- ASSIGNMENT
Out of the lines below, please list those that hold the string "bool".

- EXTRACTED DATA

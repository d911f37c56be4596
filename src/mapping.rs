//! Icon mappings and snapshots of an appfilter at one point in history.

use std::collections::HashSet;
use std::hash::{Hash, Hasher};

use crate::appfilter::AppfilterItem;
use crate::error::{ReleaseError, Result};

/// A single `component -> drawable` mapping from the appfilter.
///
/// Identity is the `(component, drawable)` pair. The display `name` is kept
/// for reporting only and takes no part in equality or hashing, so the same
/// mapping with two different labels is still one entry in a [`Snapshot`].
#[derive(Debug, Clone, Eq)]
pub struct IconMapping {
    component: String,
    drawable: String,
    name: Option<String>,
}

impl IconMapping {
    pub fn new(component: impl Into<String>, drawable: impl Into<String>) -> Self {
        Self {
            component: component.into(),
            drawable: drawable.into(),
            name: None,
        }
    }

    pub fn with_name(mut self, name: impl Into<String>) -> Self {
        self.name = Some(name.into());
        self
    }

    pub fn component(&self) -> &str {
        &self.component
    }

    pub fn drawable(&self) -> &str {
        &self.drawable
    }

    pub fn name(&self) -> Option<&str> {
        self.name.as_deref()
    }
}

impl PartialEq for IconMapping {
    fn eq(&self, other: &Self) -> bool {
        self.component == other.component && self.drawable == other.drawable
    }
}

impl Hash for IconMapping {
    fn hash<H: Hasher>(&self, state: &mut H) {
        self.component.hash(state);
        self.drawable.hash(state);
    }
}

impl TryFrom<&AppfilterItem> for IconMapping {
    type Error = ReleaseError;

    fn try_from(item: &AppfilterItem) -> Result<Self> {
        let malformed = |field| ReleaseError::MalformedRecord {
            line: item.line,
            field,
            record: item.raw.clone(),
        };

        let component = item.component.as_deref().ok_or_else(|| malformed("component"))?;
        let drawable = item.drawable.as_deref().ok_or_else(|| malformed("drawable"))?;

        let mapping = IconMapping::new(component, drawable);
        Ok(match item.name.as_deref() {
            Some(name) => mapping.with_name(name),
            None => mapping,
        })
    }
}

/// The set of mappings in an appfilter at one point in history.
///
/// Duplicate pairs collapse into a single entry; the first occurrence keeps
/// its display name.
#[derive(Debug, Clone, Default, PartialEq, Eq)]
pub struct Snapshot {
    mappings: HashSet<IconMapping>,
}

impl Snapshot {
    pub fn new() -> Self {
        Self::default()
    }

    /// Builds a snapshot from parsed appfilter items.
    ///
    /// Fails on the first item that lacks a component or drawable.
    pub fn from_items<'a>(items: impl IntoIterator<Item = &'a AppfilterItem>) -> Result<Self> {
        let mut snapshot = Self::new();
        for item in items {
            snapshot.insert(IconMapping::try_from(item)?);
        }
        Ok(snapshot)
    }

    /// Inserts a mapping, returning `false` if the pair was already present.
    pub fn insert(&mut self, mapping: IconMapping) -> bool {
        self.mappings.insert(mapping)
    }

    pub fn contains(&self, mapping: &IconMapping) -> bool {
        self.mappings.contains(mapping)
    }

    pub fn iter(&self) -> impl Iterator<Item = &IconMapping> {
        self.mappings.iter()
    }

    /// Distinct drawables referenced by this snapshot, ignoring components.
    pub fn drawables(&self) -> HashSet<&str> {
        self.mappings.iter().map(IconMapping::drawable).collect()
    }

    pub fn len(&self) -> usize {
        self.mappings.len()
    }

    pub fn is_empty(&self) -> bool {
        self.mappings.is_empty()
    }
}

impl FromIterator<IconMapping> for Snapshot {
    fn from_iter<I: IntoIterator<Item = IconMapping>>(iter: I) -> Self {
        Self {
            mappings: iter.into_iter().collect(),
        }
    }
}

#[cfg(test)]
mod tests {
    use super::*;

    fn item(line: usize, component: Option<&str>, drawable: Option<&str>) -> AppfilterItem {
        AppfilterItem {
            line,
            component: component.map(str::to_string),
            drawable: drawable.map(str::to_string),
            name: None,
            raw: "<item />".to_string(),
        }
    }

    #[test]
    fn test_name_does_not_affect_identity() {
        let plain = IconMapping::new("ComponentInfo{com.a/com.a.Main}", "a");
        let named = IconMapping::new("ComponentInfo{com.a/com.a.Main}", "a").with_name("A");
        assert_eq!(plain, named);

        let snapshot: Snapshot = [plain, named].into_iter().collect();
        assert_eq!(snapshot.len(), 1);
    }

    #[test]
    fn test_from_items_rejects_missing_drawable() {
        let items = [
            item(3, Some("ComponentInfo{com.a/com.a.Main}"), Some("a")),
            item(4, Some("ComponentInfo{com.b/com.b.Main}"), None),
        ];

        let err = Snapshot::from_items(&items).unwrap_err();
        match err {
            ReleaseError::MalformedRecord { line, field, .. } => {
                assert_eq!(line, 4);
                assert_eq!(field, "drawable");
            }
            other => panic!("unexpected error: {other:?}"),
        }
    }

    #[test]
    fn test_from_items_rejects_missing_component() {
        let items = [item(7, None, Some("a"))];
        let err = Snapshot::from_items(&items).unwrap_err();
        assert!(matches!(
            err,
            ReleaseError::MalformedRecord {
                field: "component",
                ..
            }
        ));
    }

    #[test]
    fn test_drawables_projection() {
        let snapshot: Snapshot = [
            IconMapping::new("A", "d1"),
            IconMapping::new("B", "d1"),
            IconMapping::new("C", "d2"),
        ]
        .into_iter()
        .collect();

        let drawables = snapshot.drawables();
        assert_eq!(drawables.len(), 2);
        assert!(drawables.contains("d1"));
        assert!(drawables.contains("d2"));
    }
}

- COMPLETED EXERCISE
    fn eq(&self, other: &Self) -> bool {
    pub fn insert(&mut self, mapping: IconMapping) -> bool {
    pub fn contains(&self, mapping: &IconMapping) -> bool {
    pub fn is_empty(&self) -> bool {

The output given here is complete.